Mechanistic perspective on the anomalous sorption behaviors of chlorinated benzenes in four natural geosorbents

This study focused on evaluating the influence of natural organic matter (NOM) rigidity in controlling the non-linear and competitive sorption behaviors and the mass-transfer rates of chlorinated benzenes (chlorobenzene, 1,2-dichlorobenzene, 1,4 dichlorobenzene, 1,2,4-trichlorobenzene and 1,2,3,4-tetrachlorobenzene) on four natural geosorbents.; Sorbents with the largest hard carbon fractions (Ohio shale and Forbes soil) had more non-linear sorption isotherms and higher organic carbon (OC) normalized sorption distribution coefficients than the other two sorbents (Yolo soil and Pahokee peat). The glassy-polymeric nature of the sorbents, which was determined using wet chemical oxidation to measure hard carbon content and elemental analysis to determine atomic H/O ratios, showed close correlation with the Freundlich sorption non-linearity and the maximum adsorption capacity (Vo) estimated by the Polanyi-Manes (PM) model.; The extent of competition was positively correlated with the Vo and the fraction of hard and soot carbon contents.
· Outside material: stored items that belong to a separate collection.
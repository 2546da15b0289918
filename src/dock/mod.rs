pub mod layout;
pub mod model;
pub mod scale;

pub use layout::{ItemTransform, item_transforms};
pub use model::{DockItem, DockState, GestureAction};
pub use scale::{lerp, proximity_value, trailing_margin};

pub const BASE_ITEM_SIZE: f64 = 48.0; // resting icon edge length
pub const PEAK_ITEM_SIZE: f64 = 64.0; // edge length directly under the pointer
pub const BASE_LIFT: f64 = 0.0;
pub const PEAK_LIFT: f64 = -12.0; // upward travel at distance zero
pub const EDGE_MARGIN_COLLAPSED: f64 = 8.0; // normal inter-item gap
pub const EDGE_MARGIN_EXPANDED: f64 = 56.0; // gap reserved for a drop at the tail
pub const EDGE_MARGIN_BLEND: f64 = 0.2;
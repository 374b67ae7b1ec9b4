pub mod connection;
pub use connection::Connection;

pub mod results;
pub mod schema;

mod conditions;

pub mod lessons;
pub mod lookups;
pub mod members;
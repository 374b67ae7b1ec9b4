use anyhow::Result;
use thiserror::Error as ThisError;

use tiller_data::{password, Member, MemberFilter, Query};

use crate::{AuthUser, Session};

/// The one message shown for every credential failure. Unknown WYC
/// numbers and wrong passwords must be indistinguishable to a caller.
pub const INVALID_CREDENTIALS: &str = "Invalid WYC number or password";

#[derive(Debug, Clone, ThisError)]
pub enum AuthError {
    #[error("Unauthorized: No session found")]
    Unauthorized,
}

/// Outcome of a login attempt. Credential failures are values, not
/// errors; only datastore problems propagate as errors.
#[derive(Debug, Clone)]
pub struct Login {
    pub success: bool,
    pub message: String,
    pub user: Option<AuthUser>,
}

impl Login {
    fn rejected() -> Self {
        Self {
            success: false,
            message: INVALID_CREDENTIALS.to_string(),
            user: None,
        }
    }
}

/// Check credentials against the roster and store the user in the
/// session on success.
pub async fn login<DB, S>(
    db: &DB,
    session: &S,
    wyc_number: u32,
    password: &str,
) -> Result<Login>
where
    DB: Query<Member, Filter = MemberFilter>,
    S: Session,
{
    let members: Vec<Member> = db
        .query(&MemberFilter {
            wyc_id: Some(wyc_number.to_string()),
            ..Default::default()
        })
        .await?;

    let member = match members.first() {
        Some(member) => member,
        None => return Ok(Login::rejected()),
    };

    // An account without a stored hash can never log in
    let stored_hash = match &member.password {
        Some(hash) => hash,
        None => return Ok(Login::rejected()),
    };

    if !password::verify_password(password, stored_hash) {
        return Ok(Login::rejected());
    }

    let user = AuthUser::from(member);
    session.set_user(user.clone()).await?;

    Ok(Login {
        success: true,
        message: "Login successful".to_string(),
        user: Some(user),
    })
}

/// Drop the session.
pub async fn logout<S: Session>(session: &S) -> Result<()> {
    session.clear().await
}

/// The authenticated user id, or an error for anonymous callers.
pub async fn require_auth<S: Session>(session: &S) -> Result<u32> {
    session
        .user_id()
        .await
        .ok_or_else(|| AuthError::Unauthorized.into())
}

/// The authenticated user id, if any.
pub async fn optional_auth<S: Session>(session: &S) -> Option<u32> {
    session.user_id().await
}

#[cfg(test)]
mod tests {
    use super::*;

    use tiller_data::{password::hash_password, Insert};
    use tiller_db::Connection;

    use crate::MemorySession;

    async fn roster_with_member(wyc_number: u32, secret: Option<&str>) -> Connection {
        let db = Connection::open_test().await;
        db.insert(Member {
            wyc_number,
            first: Some("Robin".to_string()),
            last: Some("Spinnaker".to_string()),
            email: Some("robin@wyc.example".to_string()),
            password: secret.map(hash_password),
            ..Default::default()
        })
        .await
        .unwrap();
        db
    }

    #[tokio::test]
    async fn test_login_success() {
        let db = roster_with_member(42, Some("halyard")).await;
        let session = MemorySession::new();

        let login = login(&db, &session, 42, "halyard").await.unwrap();
        assert!(login.success);
        assert_eq!(login.user.as_ref().unwrap().wyc_number, 42);
        assert_eq!(session.user_id().await, Some(42));
        assert_eq!(require_auth(&session).await.unwrap(), 42);
    }

    #[tokio::test]
    async fn test_login_wrong_password() {
        let db = roster_with_member(42, Some("halyard")).await;
        let session = MemorySession::new();

        let result = login(&db, &session, 42, "mizzen").await.unwrap();
        assert!(!result.success);
        assert_eq!(result.message, INVALID_CREDENTIALS);
        assert_eq!(session.user_id().await, None);
    }

    #[tokio::test]
    async fn test_login_unknown_member_same_message() {
        let db = roster_with_member(42, Some("halyard")).await;
        let session = MemorySession::new();

        let result = login(&db, &session, 23, "halyard").await.unwrap();
        assert!(!result.success);
        // Same message as a wrong password, so callers can not probe
        // which WYC numbers exist
        assert_eq!(result.message, INVALID_CREDENTIALS);
    }

    #[tokio::test]
    async fn test_login_without_stored_hash_fails() {
        let db = roster_with_member(42, None).await;
        let session = MemorySession::new();

        let result = login(&db, &session, 42, "").await.unwrap();
        assert!(!result.success);
        assert_eq!(result.message, INVALID_CREDENTIALS);
    }

    #[tokio::test]
    async fn test_logout_clears_session() {
        let db = roster_with_member(42, Some("halyard")).await;
        let session = MemorySession::new();

        login(&db, &session, 42, "halyard").await.unwrap();
        assert_eq!(optional_auth(&session).await, Some(42));

        logout(&session).await.unwrap();
        assert_eq!(optional_auth(&session).await, None);
        assert!(require_auth(&session).await.is_err());
    }
}
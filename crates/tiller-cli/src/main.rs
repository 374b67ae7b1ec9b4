use anyhow::Result;

use tiller_cli::cli::{Cli, Command};
use tiller_db::Connection;

#[tokio::main]
async fn main() -> Result<()> {
    let cli = Cli::init();

    let conn = Connection::open(&cli.members_db).await?;
    match cli.command {
        Command::Members(cmd) => cmd.run(&conn).await,
        Command::Lessons(cmd) => cmd.run(&conn).await,
        Command::Quarter(cmd) => cmd.run(&conn).await,
        Command::Login(cmd) => cmd.run(&conn).await,
    }?;

    Ok(())
}
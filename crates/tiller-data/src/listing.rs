use anyhow::Result;
use serde::{Deserialize, Serialize};

/// A zero-based page request.
#[derive(Debug, Clone, Copy, PartialEq, Serialize, Deserialize)]
pub struct Page {
    pub index: u32,
    pub size: u32,
}

impl Page {
    pub fn new(index: u32, size: u32) -> Self {
        Self { index, size }
    }

    /// Page with a usable size. A size of zero would make LIMIT 0
    /// queries and zero page counts, so it is raised to 1.
    pub fn clamped(self) -> Self {
        Self {
            index: self.index,
            size: self.size.max(1),
        }
    }

    pub fn limit(&self) -> i64 {
        self.clamped().size as i64
    }

    pub fn offset(&self) -> i64 {
        let page = self.clamped();
        page.index as i64 * page.size as i64
    }
}

impl Default for Page {
    fn default() -> Self {
        Self { index: 0, size: 50 }
    }
}

/// One page of results together with the total number of rows the
/// filter matches without pagination.
#[derive(Debug, Clone, Serialize, Deserialize)]
pub struct Listing<T> {
    pub rows: Vec<T>,
    pub total_count: u32,
}

impl<T> Listing<T> {
    pub fn page_count(&self, page_size: u32) -> u32 {
        self.total_count.div_ceil(page_size.max(1))
    }
}

/// Query one page and the total count for the same filter.
pub async fn list<T, DB, F>(db: &DB, filter: &F) -> Result<Listing<T>>
where
    DB: crate::Query<T, Filter = F> + crate::Count<T, Filter = F>,
{
    let rows = db.query(filter).await?;
    let total_count = db.count(filter).await?;
    Ok(Listing { rows, total_count })
}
These findings indicate that competition is associated with voids in the NOM structure, that these voids are likely present within the condensed (hard plus soot) carbon domain and therefore that diagenetic alteration of NOM plays a central role in determining competitive sorption characteristics for hydrophobic contaminants.; The fraction of sorbed molecules subject to instantaneous mass-transfer seems to be inversely related to the fraction of the hard carbon domain. In the NOM compartment where mass transfer is rate-limited, markedly slower rate coefficients distributions for the desorption and the competitive displacement of 1,2-DCB were simulated in Ohio shale, followed by Forbes soil.; Loss of some portions of the glassy polymeric character of the hard OC domain due to the penetration of sorbate molecules into NOM matrices (plasticization) was discussed as a possible contributor to anomalous sorption behaviors (non-linear and competitive sorption isotherms, and non-Fickian mass-transfer rates) observed in this study. The existence of a permanently hard OC domain, not subject to plasticization under environmental conditions, was postulated as an additional factor determining the observed sorption behavior.